The heartwood is pale yellow and lustrous; it is not demarcated from the sapwood. The grain is fairly regular, sometimes irregular, texture medium to coarse; quarter-sawn surfaces occasionally have a mottled figure. The wood is lightweight with a density of about 380 kg/m³ at 12% moisture content. Shrinkage rates are 3.4% radial and 5.7% tangential from green to oven dry. The wood seasons rapidly with little splitting. The wood is soft and brittle. At 12% moisture content, the modulus of rupture is about 55 N/mm², modulus of elasticity 5700 N/mm², compression parallel to grain 28 N/mm², shear 2.2 N/mm², cleavage 9.7 N/mm and Chalais Meudon side hardness 0.9.
Seasoned wood saws easily and planes well. Screws and nails are applied easily, with little tendency for the wood to split, but it does not hold nails well. The wood peels and slices easily, but as the logs are deeply fluted peeling is not recommended.

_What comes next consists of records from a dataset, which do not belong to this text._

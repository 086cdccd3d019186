//! Attempt control for supersession: abort tokens and attempt sequencing.
//!
//! Every load attempt gets a fresh abort token and a sequence number. Starting
//! a new attempt raises the previous token so the transfer stops early, and
//! bumps the sequence so a late result from the old attempt is never applied.

use std::sync::atomic::{AtomicBool, Ordering};
use std::sync::{Arc, Mutex, MutexGuard};

/// Cooperative abort flag shared with a running transfer.
#[derive(Debug, Clone, Default)]
pub struct AbortToken(Arc<AtomicBool>);

impl AbortToken {
    pub fn new() -> Self {
        Self::default()
    }

    /// Request abort. The transfer sees it on its next progress tick.
    pub fn abort(&self) {
        self.0.store(true, Ordering::Relaxed);
    }

    pub fn is_aborted(&self) -> bool {
        self.0.load(Ordering::Relaxed)
    }
}

/// Identifies one attempt issued by an `AttemptControl`.
#[derive(Debug, Clone)]
pub struct Attempt {
    pub seq: u64,
    pub token: AbortToken,
}

#[derive(Debug, Default)]
struct Slot {
    seq: u64,
    token: AbortToken,
}

/// Tracks the single live attempt of one owner.
#[derive(Debug, Default)]
pub struct AttemptControl {
    slot: Mutex<Slot>,
}

impl AttemptControl {
    pub fn new() -> Self {
        Self::default()
    }

    /// Abort the live attempt (if any) and start a new one.
    pub fn begin(&self) -> Attempt {
        let mut slot = self.lock();
        slot.token.abort();
        slot.seq += 1;
        slot.token = AbortToken::new();
        Attempt {
            seq: slot.seq,
            token: slot.token.clone(),
        }
    }

    /// Abort the live attempt without starting another.
    pub fn cancel(&self) {
        self.cancel_and(|| {});
    }

    /// Like `cancel`, then runs `after` before any new attempt can begin.
    pub fn cancel_and<F>(&self, after: F)
    where
        F: FnOnce(),
    {
        let mut slot = self.lock();
        slot.token.abort();
        slot.seq += 1;
        after();
    }

    pub fn is_current(&self, attempt: &Attempt) -> bool {
        self.lock().seq == attempt.seq
    }

    /// Runs `apply` only if `attempt` is still the live one. The slot lock is
    /// held across `apply`, so no newer attempt can begin in between.
    /// Returns whether `apply` ran.
    pub fn apply_if_current<F>(&self, attempt: &Attempt, apply: F) -> bool
    where
        F: FnOnce(),
    {
        let slot = self.lock();
        if slot.seq != attempt.seq || attempt.token.is_aborted() {
            return false;
        }
        apply();
        true
    }

    fn lock(&self) -> MutexGuard<'_, Slot> {
        // A panic inside `apply` leaves the slot itself consistent.
        self.slot.lock().unwrap_or_else(|poisoned| poisoned.into_inner())
    }
}
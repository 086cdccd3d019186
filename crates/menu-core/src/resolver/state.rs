//! Identifier state derived from one URL snapshot.

use crate::url_model::{normalize, Identifier};

use super::KnownIdentifierSet;

/// (raw value, normalized value, validity) for the identifier parameter.
/// Always recomputed from a URL, never patched.
#[derive(Debug, Clone, Default, PartialEq, Eq)]
pub struct UrlSyncState {
    /// Parameter value, trimmed; empty when absent or blank.
    pub raw: String,
    /// `normalize(raw)`; may be empty for all-punctuation input.
    pub normalized: String,
    /// True iff `normalized` is a member of the known set.
    pub valid: bool,
}

impl UrlSyncState {
    pub fn derive(param: Option<&str>, known: &KnownIdentifierSet) -> Self {
        let raw = param.unwrap_or_default().trim().to_string();
        if raw.is_empty() {
            return Self::default();
        }
        let normalized = normalize(&raw);
        let valid = !normalized.is_empty() && known.contains(&normalized);
        Self {
            raw,
            normalized,
            valid,
        }
    }

    pub fn is_missing(&self) -> bool {
        self.raw.is_empty()
    }

    pub fn is_invalid(&self) -> bool {
        !self.is_missing() && !self.valid
    }

    pub fn identifier(&self) -> Option<Identifier> {
        if !self.valid {
            return None;
        }
        Identifier::parse(&self.normalized).ok()
    }
}
//! Validated menu identifier.

use std::fmt;

use serde::{Deserialize, Serialize};

use super::slug::is_slug;

/// A non-empty token of `[a-z0-9-]`, safe to embed in a resource path.
#[derive(Debug, Clone, PartialEq, Eq, PartialOrd, Ord, Hash, Serialize, Deserialize)]
#[serde(try_from = "String", into = "String")]
pub struct Identifier(String);

#[derive(Debug, Clone, PartialEq, Eq, thiserror::Error)]
pub enum IdentifierError {
    #[error("identifier is empty")]
    Empty,
    #[error("identifier {0:?} is not a lowercase slug")]
    NotSlug(String),
}

impl Identifier {
    /// Accepts `s` as-is (after trimming); does not normalize.
    pub fn parse(s: &str) -> Result<Self, IdentifierError> {
        let s = s.trim();
        if s.is_empty() {
            return Err(IdentifierError::Empty);
        }
        if !is_slug(s) {
            return Err(IdentifierError::NotSlug(s.to_string()));
        }
        Ok(Self(s.to_string()))
    }

    pub fn as_str(&self) -> &str {
        &self.0
    }
}

impl fmt::Display for Identifier {
    fn fmt(&self, f: &mut fmt::Formatter<'_>) -> fmt::Result {
        f.pad(&self.0)
    }
}

impl AsRef<str> for Identifier {
    fn as_ref(&self) -> &str {
        &self.0
    }
}

impl TryFrom<String> for Identifier {
    type Error = IdentifierError;

    fn try_from(s: String) -> Result<Self, Self::Error> {
        Self::parse(&s)
    }
}

impl From<Identifier> for String {
    fn from(id: Identifier) -> Self {
        id.0
    }
}
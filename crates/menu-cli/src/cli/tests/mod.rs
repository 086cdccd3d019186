//! CLI parse tests, plus rendering of a loaded menu.

use super::{Cli, CliCommand};
use clap::Parser;

pub(super) fn parse(args: &[&str]) -> CliCommand {
    let cli = Cli::try_parse_from(args).unwrap();
    cli.command
}
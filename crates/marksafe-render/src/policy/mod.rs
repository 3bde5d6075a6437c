//! Policy layer (declarations, resolution, shared registry).
//!
//! Raw declarations are normalized into `PolicyKey`s, expanded into
//! `TagPolicy`s against the sanitizer's vocabulary, and cached so every field
//! declared with the same options shares one policy instance.

pub mod declaration;
pub mod registry;
pub mod resolver;

pub use declaration::MarkupDeclaration;
pub use registry::PolicyRegistry;
pub use resolver::PolicyResolver;
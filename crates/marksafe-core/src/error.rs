//! Shared error type across marksafe crates.

use thiserror::Error;

/// Stable error codes for hosts that map failures onto their own surface.
#[derive(Debug, Clone, Copy, PartialEq, Eq)]
pub enum ErrorCode {
    /// Invalid or missing declaration.
    Configuration,
    /// Dialect has no engine.
    UnsupportedDialect,
    /// Engine could not convert the input.
    MarkupEngine,
    /// Sanitizer or link marker failed.
    Sanitizer,
    /// Config file version mismatch.
    UnsupportedVersion,
    /// Anything else (I/O while loading config).
    Internal,
}

impl ErrorCode {
    /// String representation used in logs and host error payloads.
    pub fn as_str(self) -> &'static str {
        match self {
            ErrorCode::Configuration => "CONFIGURATION",
            ErrorCode::UnsupportedDialect => "UNSUPPORTED_DIALECT",
            ErrorCode::MarkupEngine => "MARKUP_ENGINE",
            ErrorCode::Sanitizer => "SANITIZER",
            ErrorCode::UnsupportedVersion => "UNSUPPORTED_VERSION",
            ErrorCode::Internal => "INTERNAL",
        }
    }
}

/// Shared result type.
pub type Result<T> = std::result::Result<T, MarksafeError>;

/// Unified error type used by core and render.
#[derive(Debug, Error)]
pub enum MarksafeError {
    #[error("configuration: {0}")]
    Configuration(String),
    #[error("unsupported dialect: {0}")]
    UnsupportedDialect(String),
    #[error("markup engine: {0}")]
    MarkupEngine(String),
    #[error("sanitizer: {0}")]
    Sanitizer(String),
    #[error("unsupported config version")]
    UnsupportedVersion,
    #[error("internal: {0}")]
    Internal(String),
}

impl MarksafeError {
    /// Map the error to its stable code.
    pub fn code(&self) -> ErrorCode {
        match self {
            MarksafeError::Configuration(_) => ErrorCode::Configuration,
            MarksafeError::UnsupportedDialect(_) => ErrorCode::UnsupportedDialect,
            MarksafeError::MarkupEngine(_) => ErrorCode::MarkupEngine,
            MarksafeError::Sanitizer(_) => ErrorCode::Sanitizer,
            MarksafeError::UnsupportedVersion => ErrorCode::UnsupportedVersion,
            MarksafeError::Internal(_) => ErrorCode::Internal,
        }
    }
}
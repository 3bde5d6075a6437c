#![allow(clippy::unwrap_used)]
#![allow(clippy::expect_used)]
#![allow(clippy::panic)]

use std::collections::BTreeSet;
use std::sync::Arc;

use marksafe_core::{Allow, Dialect, Locale, MarkupValue, PolicyKey, Rendered, SafeHtml, TagPolicy};

fn policy() -> Arc<TagPolicy> {
    let key = PolicyKey::new(Dialect::Textile, Allow::All, BTreeSet::new());
    Arc::new(TagPolicy::new(key, BTreeSet::new()))
}

#[test]
fn locale_validation() {
    assert_eq!(Locale::new("fr-FR").unwrap().as_str(), "fr-FR");
    assert!(Locale::new("en").is_ok());
    assert!(Locale::new("zh_Hant").is_ok());

    assert!(Locale::new("").is_err());
    assert!(Locale::new("fr--FR").is_err());
    assert!(Locale::new("fr FR").is_err());
    assert!(Locale::new("x".repeat(40)).is_err());
}

#[test]
fn plain_value_has_no_policy() {
    let v = MarkupValue::from("hello");
    assert!(v.policy().is_none());
    assert_eq!(v.text(), "hello");
}

#[test]
fn configured_value_shares_policy() {
    let p = policy();
    let v = MarkupValue::configured("_hi_", Arc::clone(&p));
    assert!(Arc::ptr_eq(v.policy().unwrap(), &p));
    assert_eq!(v.into_text(), "_hi_");
}

#[test]
fn blank_detection() {
    assert!(MarkupValue::plain("").is_blank());
    assert!(MarkupValue::configured(" \n\t", policy()).is_blank());
    assert!(!MarkupValue::plain(" x ").is_blank());
}

#[test]
fn rendered_safety_flag() {
    let safe = Rendered::Markup(SafeHtml::assume_sanitized("<em>x</em>".into()));
    assert!(safe.is_safe());
    assert_eq!(safe.as_str(), "<em>x</em>");

    let raw = Rendered::Raw("<b>".into());
    assert!(!raw.is_safe());
    assert_eq!(raw.to_string(), "<b>");
}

The wood has a low durability, being liable to fungal attack and susceptible to termites, powder-post beetles (Lyctus) and dry-wood borers. The heartwood and sapwood are fairly permeable for preservatives and can be treated using pressure methods.
The ultimate fibres are 1.1 mm long and 27 μm wide, with a lumen diameter of 19 μm and a cell wall thickness of 7 μm. The wood can be pulped satisfactorily using the kraft or sulphite processes.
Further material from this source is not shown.